Открытым пока остается вопрос о том, будет ли наличие подобных объективных условий достаточным оправданием наличия деловой цели выбора соответствующей корпоративной структуры и права на применение преимуществ СОИДН. С одной стороны, налоговая выгода не являлась основным мотивом выбора юрисдикции, но с другой — перечисленные ситуации создания иностранных структур могут быть также истолкованы как искусственные, не связанные с активным предпринимательством, а потому влекущие те же неутешительные выводы.
Опять же, ответом на этот вопрос может послужить процитированное ранее фактическое объявление Письмом ФНС России «вне налогового закона» различных холдингов, которые не занимаются активным управлением дочерними организациями, а лишь осуществляют функцию «холдера» или держателя активов.
Упомянутые выше дела АО «СМАРТС» наглядно показывают, когда компании не смогут защититься несмотря даже на наличие «неналоговых» задач создания иностранной структуры: ссылка налогового агента на учреждение «технического» держателя российских акций на Кипре в целях защиты от рейдерства не была воспринята судами в качестве достаточного оправдания для освобождения дохода от продажи таких акций от налога в России с учетом СОИДН с Кипром (в редакции до 2017 года).
После изучения Письма-2018 складывается некоторое впечатление, что оно составлялось преимущественно с прицелом на российские группы компаний, которые порой действительно без разумных к тому оснований используют иностранные структуры, наслаждаясь преимуществами СОИДН. Косвенно об этом можно судить не только по вербализации в Письме такого признака как получение основной прибыли за счет дохода из России. Например, там же приводится ссылка на упомянутое выше дело №
А27–25564/2015 по заявлению ОАО «СУЭК-Кузбасс», направленное СКЭС ВС РФ на новое рассмотрение с целью установить соблюдение правил ФПД, однако отсутствует ссылка на полностью
аналогичное дело АО «Каширский двор — Северянин». Отличие последнего в том, что в нем речь шла о действительно и несомненно иностранном инвесторе (Австрия), потому и СКЭС ВС РФ при направлении дела на новое рассмотрение не подвергла сомнению наличие ФПД у получателя процентного дохода.
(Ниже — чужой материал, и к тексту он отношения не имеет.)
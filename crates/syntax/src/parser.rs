use tracing::debug;
use tree_sitter::{Parser, Tree};
use weft_splice::{AttributePart, Node, StyleBlock};

use crate::lower::Lowerer;
use crate::markup::{self, Markup, RawPart};
use crate::{Dialect, FileKind, Result, SyntaxError};

/// Turns source files into the syntax roots the class sorter walks.
///
/// One parser is reused across files; the grammar is switched only when the
/// dialect changes.
pub struct SourceParser {
	parser: Parser,
	loaded: Option<Dialect>,
}

impl SourceParser {
	/// Creates a parser with no grammar loaded yet.
	pub fn new() -> Self {
		Self {
			parser: Parser::new(),
			loaded: None,
		}
	}

	/// Returns the roots of `source`.
	///
	/// Script files yield every call, tagged template and variable declarator.
	/// Markup files yield the same for each `<script>` block plus one
	/// [`Node::ClassAttribute`] per start-tag `class` attribute.
	pub fn roots(&mut self, source: &str, kind: FileKind) -> Result<Vec<Node>> {
		let mut roots = Vec::new();
		match kind.script_dialect() {
			Some(dialect) => self.script_roots(source, 0, dialect, &mut roots)?,
			None => self.markup_roots(source, kind, &mut roots)?,
		}
		debug!(?kind, roots = roots.len(), "lowered source");
		Ok(roots)
	}

	/// Returns the `<style>` elements of a markup document; scripts have none.
	pub fn style_blocks(&self, source: &str, kind: FileKind) -> Vec<StyleBlock> {
		if !kind.is_markup() {
			return Vec::new();
		}
		markup::scan(source, kind).styles
	}

	fn script_roots(&mut self, text: &str, offset: usize, dialect: Dialect, out: &mut Vec<Node>) -> Result<()> {
		let tree = self.parse(text, dialect)?;
		if tree.root_node().has_error() {
			debug!(%dialect, offset, "script has syntax errors, lowering what parsed");
		}
		Lowerer::new(text, offset).roots(&tree, out);
		Ok(())
	}

	fn markup_roots(&mut self, source: &str, kind: FileKind, out: &mut Vec<Node>) -> Result<()> {
		let Markup { scripts, attributes, .. } = markup::scan(source, kind);
		let dialect = if scripts.iter().any(|s| s.dialect == Dialect::TypeScript) {
			Dialect::TypeScript
		} else {
			Dialect::JavaScript
		};

		for script in scripts {
			if let Some(text) = source.get(script.content.clone()) {
				self.script_roots(text, script.content.start, script.dialect, out)?;
			}
		}

		for attribute in attributes {
			let mut parts = Vec::with_capacity(attribute.parts.len());
			for part in attribute.parts {
				parts.push(self.attribute_part(source, part, dialect)?);
			}
			out.push(Node::ClassAttribute {
				span: attribute.span,
				quoted: attribute.quoted,
				parts,
			});
		}
		Ok(())
	}

	fn attribute_part(&mut self, source: &str, part: RawPart, dialect: Dialect) -> Result<AttributePart> {
		Ok(match part {
			RawPart::Text(span) => AttributePart::Text { span },
			RawPart::Mustache(span) => {
				let inner = span.start + 1..span.end - 1;
				let expression = self.expression(source.get(inner.clone()).unwrap_or_default(), inner.start, dialect)?;
				AttributePart::Mustache {
					expression: expression.unwrap_or(Node::Other { span: inner }),
					span,
				}
			}
		})
	}

	/// Lowers one expression starting at byte `start` of the file.
	fn expression(&mut self, text: &str, start: usize, dialect: Dialect) -> Result<Option<Node>> {
		let wrapped = format!("({text})");
		let tree = self.parse(&wrapped, dialect)?;
		Ok(Lowerer::new(&wrapped, start.saturating_sub(1)).wrapped_expression(&tree))
	}

	fn parse(&mut self, text: &str, dialect: Dialect) -> Result<Tree> {
		if self.loaded != Some(dialect) {
			self.parser
				.set_language(&dialect.language())
				.map_err(|error| SyntaxError::Grammar { dialect, error })?;
			self.loaded = Some(dialect);
		}
		self.parser.parse(text, None).ok_or(SyntaxError::Parse(dialect))
	}
}

impl Default for SourceParser {
	fn default() -> Self {
		Self::new()
	}
}

impl std::fmt::Debug for SourceParser {
	fn fmt(&self, f: &mut std::fmt::Formatter<'_>) -> std::fmt::Result {
		f.debug_struct("SourceParser").field("loaded", &self.loaded).finish()
	}
}
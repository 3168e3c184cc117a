//! Arbitrary-precision order keys.

use std::cmp::Ordering;
use std::fmt;
use std::str::FromStr;

use num_bigint::{BigInt, Sign};
use serde::de::{self, Visitor};
use serde::{Deserialize, Deserializer, Serialize, Serializer};

use crate::Error;

/// Canonical precedence value of a class.
///
/// Frameworks with many layers and variants build order values by shifting bits
/// well past 64, so keys are stored as big integers. Comparison goes through the
/// sign of the difference rather than any fixed-width or floating-point path.
#[derive(Debug, Clone, PartialEq, Eq, Hash)]
pub struct OrderKey(BigInt);

impl OrderKey {
	/// Creates a key from any integer.
	pub fn new(value: impl Into<BigInt>) -> Self {
		Self(value.into())
	}

	/// Returns the underlying integer.
	pub fn as_bigint(&self) -> &BigInt {
		&self.0
	}
}

impl Ord for OrderKey {
	fn cmp(&self, other: &Self) -> Ordering {
		match (&self.0 - &other.0).sign() {
			Sign::Minus => Ordering::Less,
			Sign::NoSign => Ordering::Equal,
			Sign::Plus => Ordering::Greater,
		}
	}
}

impl PartialOrd for OrderKey {
	fn partial_cmp(&self, other: &Self) -> Option<Ordering> {
		Some(self.cmp(other))
	}
}

impl FromStr for OrderKey {
	type Err = Error;

	fn from_str(s: &str) -> Result<Self, Self::Err> {
		let trimmed = s.trim().trim_end_matches('n');
		BigInt::from_str(trimmed)
			.map(Self)
			.map_err(|_| Error::InvalidKey(s.to_string()))
	}
}

impl fmt::Display for OrderKey {
	fn fmt(&self, f: &mut fmt::Formatter<'_>) -> fmt::Result {
		self.0.fmt(f)
	}
}

impl From<i64> for OrderKey {
	fn from(value: i64) -> Self {
		Self::new(value)
	}
}

impl From<u64> for OrderKey {
	fn from(value: u64) -> Self {
		Self::new(value)
	}
}

impl Serialize for OrderKey {
	fn serialize<S: Serializer>(&self, serializer: S) -> Result<S::Ok, S::Error> {
		serializer.collect_str(&self.0)
	}
}

impl<'de> Deserialize<'de> for OrderKey {
	fn deserialize<D: Deserializer<'de>>(deserializer: D) -> Result<Self, D::Error> {
		deserializer.deserialize_any(OrderKeyVisitor)
	}
}

struct OrderKeyVisitor;

impl Visitor<'_> for OrderKeyVisitor {
	type Value = OrderKey;

	fn expecting(&self, f: &mut fmt::Formatter<'_>) -> fmt::Result {
		f.write_str("an integer or a decimal integer string")
	}

	fn visit_i64<E: de::Error>(self, v: i64) -> Result<OrderKey, E> {
		Ok(OrderKey::from(v))
	}

	fn visit_u64<E: de::Error>(self, v: u64) -> Result<OrderKey, E> {
		Ok(OrderKey::from(v))
	}

	fn visit_str<E: de::Error>(self, v: &str) -> Result<OrderKey, E> {
		v.parse().map_err(E::custom)
	}
}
Однако сформулированные в Письме более универсально критерии, очевидно, могут быть применены налоговыми органами и к международным группам. В свою очередь, это может быть чревато конфликтными ситуациями, приводящими к двойному налогообложению, когда иностранная юрисдикция будет иного по сравнению с российскими коллегами мнения относительно «кондуитности» своего налогового резидента и принадлежности спорного дохода (особенно если с него уплачен немалый налог). Если же таких юрисдикций в структуре группы или сделки задействовано несколько, проблемы и транзакционные издержки могут возрасти многократно. Вероятно, в таких случаях должны оперативно и эффективно работать взаимосогласительные процедуры, которые, как известно, на практике пока почти не встречаются.
Наконец, еще одним недостаточно раскрытым в Письме вопросом, который волнует налогоплательщиков, осталась тема т.н. «сквозного подхода». Единственный «пряник» в рамках концепции ФПД, позволяющий при правильной переквалификации отношений не переплатить налоги, до сих пор остается достаточно туманной для практического применения областью. В то же время само по себе упоминание этого вопроса в Письме внушает определенный оптимизм относительно возможности применения «сквозного подхода» при выплатах доходов через «технические» компании.